Food is of critical importance in determining reproductive success in birds (Lack 1954), including raptors (Newton and Marquiss 1981, Meijer et al. 1989, Wiehn and Korpimäki 1997). Even within the same population, between-pair differences in diet can have marked influences upon fitness (Holthuijzen 1990, Slotow and Perrin 1992, Olsen et al. 1993, Swann and Etheridge 1995). This is also true of the Brown Falcon (Falco berigora) from southeastern Australia, where the focal population maintains a very broad diet consisting of invertebrates, reptiles, birds and mammals (McDonald et al. 2003). Despite this, within-pair dietary breadth is comparatively narrow, with most pairs taking the majority of their prey items from just one of five dietary groups: lagomorphs (rabbit [Oryctolagus cuniculus] kittens), ground prey (e.g., rodents and invertebrates), small birds (passerines < 40 g), large birds (e.g., feral Rock Doves [Columba livia]), and reptiles (e.g., eastern tiger snakes [Notechis scutatus]; McDonald et al. 2003). These between-pair differences in diet had important impacts on reproduction, as pairs taking smaller prey (ground prey and small birds; geometric mean mass 59 g) were less likely to initiate breeding attempts compared to those taking larger prey (lagomorphs, large birds, and reptiles; mean mass 155 g; McDonald et al. 2004). This difference is presumably due to a difference in the amount of resources available to pairs, as smaller prey were not delivered to nests more frequently than larger prey (McDonald 2004).

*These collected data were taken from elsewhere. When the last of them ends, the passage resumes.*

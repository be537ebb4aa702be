//! The opaque graph interface.
//!
//! graphd hosts graph computations but does not implement them: a graph is an
//! external object reached through the six operations below (invoke, stream,
//! get_state, update_state, bulk_update_state, get_state_history). Keeping
//! the seam this narrow keeps the core portable and testable with a mock.

use std::collections::HashMap;
use std::sync::Arc;

use async_trait::async_trait;
use chrono::{DateTime, Utc};
use futures_util::stream::BoxStream;
use serde::{Deserialize, Serialize};
use serde_json::Value;
use thiserror::Error;

use crate::checkpoint::{Checkpointer, CheckpointerError, CheckpointRef};
use crate::kv::KvStore;
use crate::types::{JsonMap, RunConfig, StreamMode};

/// Graph-side failures, classified for the executor's retry policy.
#[derive(Debug, Error)]
pub enum GraphError {
    /// I/O-class failure worth retrying with backoff.
    #[error("transient: {0}")]
    Transient(String),

    /// Unrecoverable failure; the run goes to `error`.
    #[error("{0}")]
    Fatal(String),

    #[error(transparent)]
    Checkpoint(#[from] CheckpointerError),
}

impl GraphError {
    pub fn is_transient(&self) -> bool {
        matches!(self, GraphError::Transient(_))
            || matches!(self, GraphError::Checkpoint(CheckpointerError::Io(_)))
    }
}

/// What a graph invocation starts from: fresh input, or a command resuming an
/// interrupted execution.
#[derive(Debug, Clone, Serialize, Deserialize)]
#[serde(rename_all = "snake_case")]
pub enum GraphInput {
    Input(Value),
    Command(Value),
}

/// One chunk of streamed graph output, tagged with its stream mode.
#[derive(Debug, Clone)]
pub struct StreamChunk {
    pub mode: StreamMode,
    pub data: Value,
}

/// Stream of incremental graph output.
pub type GraphStream = BoxStream<'static, Result<StreamChunk, GraphError>>;

/// One task inside a state snapshot. Interrupt payloads raised by the task
/// surface here.
#[derive(Debug, Clone, Default, Serialize, Deserialize)]
pub struct TaskDescription {
    pub id: String,
    pub name: String,
    #[serde(default, skip_serializing_if = "Option::is_none")]
    pub error: Option<String>,
    #[serde(default, skip_serializing_if = "Vec::is_empty")]
    pub interrupts: Vec<Value>,
}

/// Snapshot of graph state at one checkpoint.
#[derive(Debug, Clone, Serialize, Deserialize)]
pub struct StateSnapshot {
    pub values: Value,
    /// Nodes scheduled to run next; non-empty means the graph is paused.
    #[serde(default)]
    pub next: Vec<String>,
    #[serde(default, skip_serializing_if = "Vec::is_empty")]
    pub tasks: Vec<TaskDescription>,
    pub checkpoint: CheckpointRef,
    #[serde(default)]
    pub metadata: JsonMap,
    pub created_at: DateTime<Utc>,
    #[serde(default, skip_serializing_if = "Option::is_none")]
    pub parent_checkpoint: Option<CheckpointRef>,
}

impl StateSnapshot {
    /// Interrupt payloads keyed by task id, the projection threads store.
    pub fn interrupts(&self) -> HashMap<String, Value> {
        self.tasks
            .iter()
            .filter(|task| !task.interrupts.is_empty())
            .map(|task| (task.id.clone(), Value::Array(task.interrupts.clone())))
            .collect()
    }
}

/// One state update inside a superstep.
#[derive(Debug, Clone, Serialize, Deserialize)]
pub struct StateUpdate {
    pub values: Value,
    #[serde(default, skip_serializing_if = "Option::is_none")]
    pub as_node: Option<String>,
}

/// A batch of state updates applied as one logical step.
#[derive(Debug, Clone, Serialize, Deserialize)]
pub struct Superstep {
    pub updates: Vec<StateUpdate>,
}

/// The external graph object.
#[async_trait]
pub trait Graph: Send + Sync {
    /// Run to completion and return the final values.
    async fn invoke(&self, input: GraphInput, config: &RunConfig) -> Result<Value, GraphError>;

    /// Run while streaming chunks on the requested modes.
    async fn stream(
        &self,
        input: GraphInput,
        config: &RunConfig,
        stream_mode: &[StreamMode],
    ) -> Result<GraphStream, GraphError>;

    /// Read the state snapshot addressed by `config`.
    async fn get_state(
        &self,
        config: &CheckpointRef,
        subgraphs: bool,
    ) -> Result<Option<StateSnapshot>, GraphError>;

    /// Apply a single state update, optionally attributed to a node.
    async fn update_state(
        &self,
        config: &CheckpointRef,
        values: Value,
        as_node: Option<&str>,
    ) -> Result<CheckpointRef, GraphError>;

    /// Apply a sequence of supersteps in order.
    async fn bulk_update_state(
        &self,
        config: &CheckpointRef,
        supersteps: Vec<Superstep>,
    ) -> Result<CheckpointRef, GraphError>;

    /// State history, newest first.
    async fn get_state_history(
        &self,
        config: &CheckpointRef,
        limit: Option<usize>,
        before: Option<&str>,
        metadata: Option<&JsonMap>,
    ) -> Result<Vec<StateSnapshot>, GraphError>;
}

/// Dependencies handed to a graph factory when a graph is materialized.
#[derive(Clone)]
pub struct GraphContext {
    pub checkpointer: Arc<dyn Checkpointer>,
    pub store: Arc<dyn KvStore>,
}

/// Builds graph instances wired against the server's storage.
#[async_trait]
pub trait GraphFactory: Send + Sync {
    async fn build(&self, ctx: GraphContext) -> Result<Arc<dyn Graph>, GraphError>;
}

/// Registry of installed graphs, populated at startup from configuration.
#[derive(Default)]
pub struct GraphRegistry {
    factories: HashMap<String, Arc<dyn GraphFactory>>,
}

impl GraphRegistry {
    pub fn new() -> Self {
        Self::default()
    }

    pub fn register(&mut self, graph_id: impl Into<String>, factory: Arc<dyn GraphFactory>) {
        self.factories.insert(graph_id.into(), factory);
    }

    pub fn get(&self, graph_id: &str) -> Option<Arc<dyn GraphFactory>> {
        self.factories.get(graph_id).cloned()
    }

    pub fn contains(&self, graph_id: &str) -> bool {
        self.factories.contains_key(graph_id)
    }

    pub fn graph_ids(&self) -> Vec<&str> {
        self.factories.keys().map(String::as_str).collect()
    }
}

#[cfg(test)]
mod tests {
    use super::*;
    use serde_json::json;

    #[test]
    fn test_snapshot_interrupts_projection_skips_quiet_tasks() {
        let snapshot = StateSnapshot {
            values: json!({}),
            next: vec!["ask".to_string()],
            tasks: vec![
                TaskDescription {
                    id: "t1".to_string(),
                    name: "ask".to_string(),
                    error: None,
                    interrupts: vec![json!({"question": "proceed?"})],
                },
                TaskDescription {
                    id: "t2".to_string(),
                    name: "fetch".to_string(),
                    ..TaskDescription::default()
                },
            ],
            checkpoint: CheckpointRef::latest(uuid::Uuid::new_v4()),
            metadata: JsonMap::new(),
            created_at: Utc::now(),
            parent_checkpoint: None,
        };

        let interrupts = snapshot.interrupts();
        assert_eq!(interrupts.len(), 1);
        assert_eq!(interrupts["t1"], json!([{"question": "proceed?"}]));
    }

    #[test]
    fn test_transient_classification() {
        assert!(GraphError::Transient("socket reset".to_string()).is_transient());
        assert!(GraphError::Checkpoint(CheckpointerError::Io("disk".to_string())).is_transient());
        assert!(!GraphError::Fatal("bad input".to_string()).is_transient());
    }
}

While McDonald and colleagues (2003) were unable to census prey abundance during their study, the population monitored was the same as that examined by Baker-Gabb (1982) in 1979–80. We therefore had the opportunity to examine dietary differences of pairs occupying the same areas over two decades apart.
Study Area and Methods
Initial samples were collected between September 1979 and December 1980, with subsequent sampling between July 1999 and June 2002, approximately 35 km southwest of Melbourne, at the Western Treatment Plant (WTP), Werribee, Australia (38°0′S, 144°34′E). Details of the study area have been described elsewhere (Baker-Gabb 1982, McDonald et al. 2003). The diets of pairs were assessed during the breeding season by collecting fresh pellets and/or prey remains from under known roosts (of both sexes) and nest sites, as well as opportunistically recording direct hunting observations. Materials were evaluated by hand and the minimum number of individual prey items present in each pellet/remains recorded. During 2000 and 2001, diets of breeding pairs were assessed throughout the nestling phase using surveillance cameras at nests (McDonald et al. 2003). Pairs were then classified as taking one of the five diet groups based on either (i) abundance >50% of prey items were from one diet category (seven of 12 pairs from 1979–80, eight of 12 in 1999–2002) or (ii) biomass, if one prey category did not account for the majority of prey items by number (biomass calculated using values from McDonald et al. 2003). In all but three cases (Territory 4 in 1979–80, Territories 7 and 10 in 1999–2002), the prey group contributing the largest biomass was also the most commonly taken. In addition, the degree of dietary overlap between pairs occupying the same territory in the two studies, in terms of abundance of each of the five dietary groups, was assessed using Pianka's index:
where pij and qik equal the proportion of diet group i on territories examined between 1979–80 (j), and 1999–2002 (k; Pianka 1973). This index ranged from 0 (no overlap) to one (complete dietary overlap).Results and Discussion
Based on detailed maps from both studies, nesting sites and thus falcon territorial ranges had changed little over the sampling period. Habitat composition of each territory did not change markedly between sampling periods (WTP Management Committee pers. comm.). At least 10 prey items were collected in both studies for seven territories, with high dietary overlap indices between the two studies, ranging between 0.87 and 0.96 (Table 1). A further five territories had at least five prey items recorded in both studies; overlap indices between these pairs were also high, averaging 0.75 and ranging between 0.51 and 0.91 (Table 1). Thus, despite differences in sampling methodology between the studies, which have been shown to influence diet composition analyses (Collopy 1983, Simmons et al. 1991, Redpath et al. 2001), dietary overlap between pairs occupying the same territory 20 yr apart was very high, averaging 0.84 ± 0.04 (x̅ ± SE, Table 1; N = 12).
Table 1
Diet of different pairs of breeding Brown Falcons occupying the same territories between 1979–80 and 1999–2002. Minimum number of prey items identified via pellet analysis, prey remains/direct hunting observations (Obs. N), or video surveillance at nests are shown, as well as the percentage of those prey items categorized as lagomorphs (L), small ground prey (GP), small birds (SB), large birds (LB) and reptiles (R). Large prey items were lagomorphs, large birds and reptiles, with small ground prey and small birds small prey items. Pianka's overlap index and prey size defined as in text.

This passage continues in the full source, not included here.